Men’s health charity Movember unveils ‘non-fungible testicles’
Movember, which describes itself as “the leading charity changing the face of men’s health,” has announced a new NFT series called “non-fungible testicles.” This aims to promote awareness of the risk of testicular cancer by giving token holders a gentle reminder to check themselves regularly.
The NFT series, designed in collaboration with Mishka NYC (an art collective) and MRM agency, will feature simple artwork – just two cartoonish anthropomorphized spheres – that will gradually evolve and change the more you check on them. This act of loving attention, the brand hopes, should remind token holders to also check themselves for any unusual changes. The less frequently you check in on your NFT, the more of its individual traits it will lose.

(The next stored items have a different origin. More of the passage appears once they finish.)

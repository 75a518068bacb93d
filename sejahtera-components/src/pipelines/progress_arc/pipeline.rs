//! SVG output for arc strokes.

use sejahtera_ui::{RenderError, SvgPipeline, SvgWriter};

use super::command::{ProgressArcCap, ProgressArcCommand};

/// Writes [`ProgressArcCommand`]s as stroked SVG circles.
#[derive(Debug, Default)]
pub struct ProgressArcPipeline;

impl SvgPipeline<ProgressArcCommand> for ProgressArcPipeline {
    fn draw(&mut self, command: &ProgressArcCommand, out: &mut SvgWriter) -> Result<(), RenderError> {
        let center = SvgWriter::number(command.center);
        let mut attributes = vec![
            ("cx", center.clone()),
            ("cy", center),
            ("r", SvgWriter::number(command.radius)),
            ("fill", "none".to_string()),
            ("stroke", command.color.to_hex_string()),
            ("stroke-width", SvgWriter::number(command.stroke_width)),
        ];
        if command.color.a < 1.0 {
            attributes.push(("stroke-opacity", SvgWriter::number(command.color.a)));
        }
        if let Some(dash) = command.dash {
            let length = SvgWriter::number(dash.length);
            attributes.push(("stroke-dasharray", format!("{length} {length}")));
            attributes.push(("stroke-dashoffset", SvgWriter::number(dash.offset)));
        }
        let cap = match command.cap {
            ProgressArcCap::Round => "round",
            ProgressArcCap::Butt => "butt",
        };
        attributes.push(("stroke-linecap", cap.to_string()));
        out.element("circle", &attributes)
    }
}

“Non-fungible testicles is a fun way to remind people of a very simple action to avoid or identify a possibility of testicular cancer,” Harsh Kapadia, Chief creative officer at MRM New York, said in a statement. “The gamification also reminds us the more often we check in, the healthier our non-fungible testicles get while making the pair more valuable.” Proceeds from NFT campaign – which will drop on April 26 – will go towards the TIGER trial, “a very large multinational clinical trial investigating which of the two current and commonly used treatments is more effective in preventing death in men who show a relapse of testicular cancer,” according to Movember’s website.